Bolsonaro pede investigação de fenômeno de rachaduras em Maceió


O presidente Jair Bolsonaro fez uma reunião extraordinária nesta sexta-feira, 11, para discutir a situação de moradores do bairro de Pinheiros, em Maceió, capital de Alagoas. Dezenas de imóveis, além de ruas e avenidas, apresentam rachaduras. Segundo a prefeitura, cerca de 6 mil pessoas foram afetadas pela situação. O fenômeno já provoca a desocupação de casas e edifícios.

Bolsonaro determinou que o governo federal adote ações para agilizar a identificação do fenômeno encaminhar medidas para a resolução do problema. As rachaduras começaram em fevereiro do ano passado, em dezenas de apartamentos do bairro, depois das chuvas que caíram na região entre os dias 15 de fevereiro e 3 de março, atesta o Terra.

As fissuras afetam apartamentos, estabelecimentos comerciais e residências no bairro do Pinheiro, causando medo na população, que diz já ter percebido abalos. Pesquisadores do Serviço Geológico do Brasil iniciaram nesta sexta-feira, 11, estudos na Lagoa Mundaú, em Maceió, para identificar possíveis causas das rachaduras. O trabalho deve ser concluído até o fim de fevereiro.

O geólogo Ronaldo Bezerra, do Serviço Geológico do Brasil, explica que o estudo na Lagoa Mundaú utilizará equipamentos geofísicos que dão menos impacto na área. “A gente vai fazer o levantamento batimétrico, que é a leitura da profundidade, e também vai ser aplicada uma sísmica rasa de baixa frequência para não causar muito impacto, já que é uma investigação mais profunda”, explicou.

Na terça-feira, 8, pesquisadores da Universidade Federal do Rio Grande do Norte (UFRN) apresentaram algumas hipóteses sobre a causa das rachaduras. Os técnicos acreditam que o problema foi provocado por uma exploração de sal no bairro, pelo surgimento de uma depressão no solo ou pela localização da região em uma área tectonicamente ativa.

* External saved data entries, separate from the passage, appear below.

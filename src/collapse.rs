// Transcript Booster - Viewport-driven virtualization for long chat transcripts
// Copyright (C) 2025  Simon Peter Rothgang
//
// This program is free software: you can redistribute it and/or modify
// it under the terms of the GNU Affero General Public License as
// published by the Free Software Foundation, either version 3 of the
// License, or (at your option) any later version.
//
// This program is distributed in the hope that it will be useful,
// but WITHOUT ANY WARRANTY; without even the implied warranty of
// MERCHANTABILITY or FITNESS FOR A PARTICULAR PURPOSE.  See the
// GNU Affero General Public License for more details.
//
// You should have received a copy of the GNU Affero General Public License
// along with this program.  If not, see <https://www.gnu.org/licenses/>.

//! Deferred folding of tall, off-screen expandable sections.
//!
//! Headers are observed with a much wider margin than content blocks. Leaving
//! that margin arms a timer when the section is expanded and taller than the
//! fold threshold; coming back before it fires disarms it. When a timer fires
//! the conditions are checked again and the page's own toggle is clicked once.

use crate::dom::{Document, NodeId};
use crate::intersection::{IntersectionEntry, IntersectionObserver};
use std::collections::HashMap;
use std::collections::hash_map::Entry;
use std::time::{Duration, Instant};

#[derive(Debug, Clone, Copy, Default, PartialEq, Eq)]
pub struct CollapseOutcome {
    pub armed: usize,
    pub cancelled: usize,
    pub exempt: usize,
}

#[derive(Debug)]
pub struct AutoCollapseClassifier {
    observer: IntersectionObserver,
    fold_height_threshold: f64,
    delay: Duration,
    /// Header -> deadline. Present only while the header is off-screen,
    /// expanded, and tall enough.
    pending: HashMap<NodeId, Instant>,
}

/// Whether the page currently shows the header's section expanded.
#[must_use]
pub fn is_expanded(doc: &Document, header: NodeId) -> bool {
    doc.attribute(header, "aria-expanded") == Some("true")
}

/// Rendered height of the region the header controls.
#[must_use]
pub fn section_height(doc: &Document, header: NodeId) -> f64 {
    doc.controlled_region(header).map_or(0.0, |region| doc.client_height(region))
}

impl AutoCollapseClassifier {
    #[must_use]
    pub fn new(root: Option<NodeId>, margin: f64, fold_height_threshold: f64, delay: Duration) -> Self {
        Self {
            observer: IntersectionObserver::new(root, margin),
            fold_height_threshold,
            delay,
            pending: HashMap::new(),
        }
    }

    pub fn register(&mut self, header: NodeId) {
        self.observer.observe(header);
    }

    #[must_use]
    pub fn observed(&self) -> usize {
        self.observer.len()
    }

    pub fn set_root(&mut self, root: Option<NodeId>) {
        self.observer.set_root(root);
    }

    #[must_use]
    pub fn is_pending(&self, header: NodeId) -> bool {
        self.pending.contains_key(&header)
    }

    #[must_use]
    pub fn pending_len(&self) -> usize {
        self.pending.len()
    }

    /// Earliest armed deadline, for the event loop's timer.
    #[must_use]
    pub fn next_deadline(&self) -> Option<Instant> {
        self.pending.values().min().copied()
    }

    fn eligible(&self, doc: &Document, header: NodeId) -> bool {
        is_expanded(doc, header) && section_height(doc, header) > self.fold_height_threshold
    }

    pub fn process(&mut self, doc: &Document, now: Instant) -> CollapseOutcome {
        let entries = self.observer.take_records(doc);
        self.apply(doc, &entries, now)
    }

    pub fn apply(&mut self, doc: &Document, entries: &[IntersectionEntry], now: Instant) -> CollapseOutcome {
        let mut outcome = CollapseOutcome::default();
        for entry in entries {
            if entry.is_intersecting {
                if self.pending.remove(&entry.target).is_some() {
                    outcome.cancelled += 1;
                }
            } else if self.eligible(doc, entry.target) {
                // A repeated report (e.g. after re-rooting) keeps the original deadline.
                if let Entry::Vacant(slot) = self.pending.entry(entry.target) {
                    slot.insert(now + self.delay);
                    outcome.armed += 1;
                }
            } else {
                outcome.exempt += 1;
            }
        }
        outcome
    }

    /// Fire every timer due at `now`. Returns the headers that were collapsed.
    pub fn fire_due(&mut self, doc: &mut Document, now: Instant) -> Vec<NodeId> {
        let due: Vec<NodeId> =
            self.pending.iter().filter(|(_, at)| **at <= now).map(|(id, _)| *id).collect();
        let mut collapsed = Vec::new();
        for header in due {
            self.pending.remove(&header);
            if !doc.is_connected(header) || !self.eligible(doc, header) {
                tracing::trace!("collapse timer fired for a header that no longer qualifies");
                continue;
            }
            doc.click(header);
            collapsed.push(header);
        }
        if !collapsed.is_empty() {
            tracing::debug!(count = collapsed.len(), "auto-collapsed sections");
        }
        collapsed
    }
}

Em dezembro do ano passado, o município de Maceió decretou situação de emergência em três bairros da capital – além do Pinheiro, Mutange e Bebedouro, onde foi detectada uma série de fissuras logo após as chuvas, foram incluídos no decreto. Desde que as rachaduras começaram a aparecer no bairro, a população já fez vários protestos para chamar a atenção das autoridades.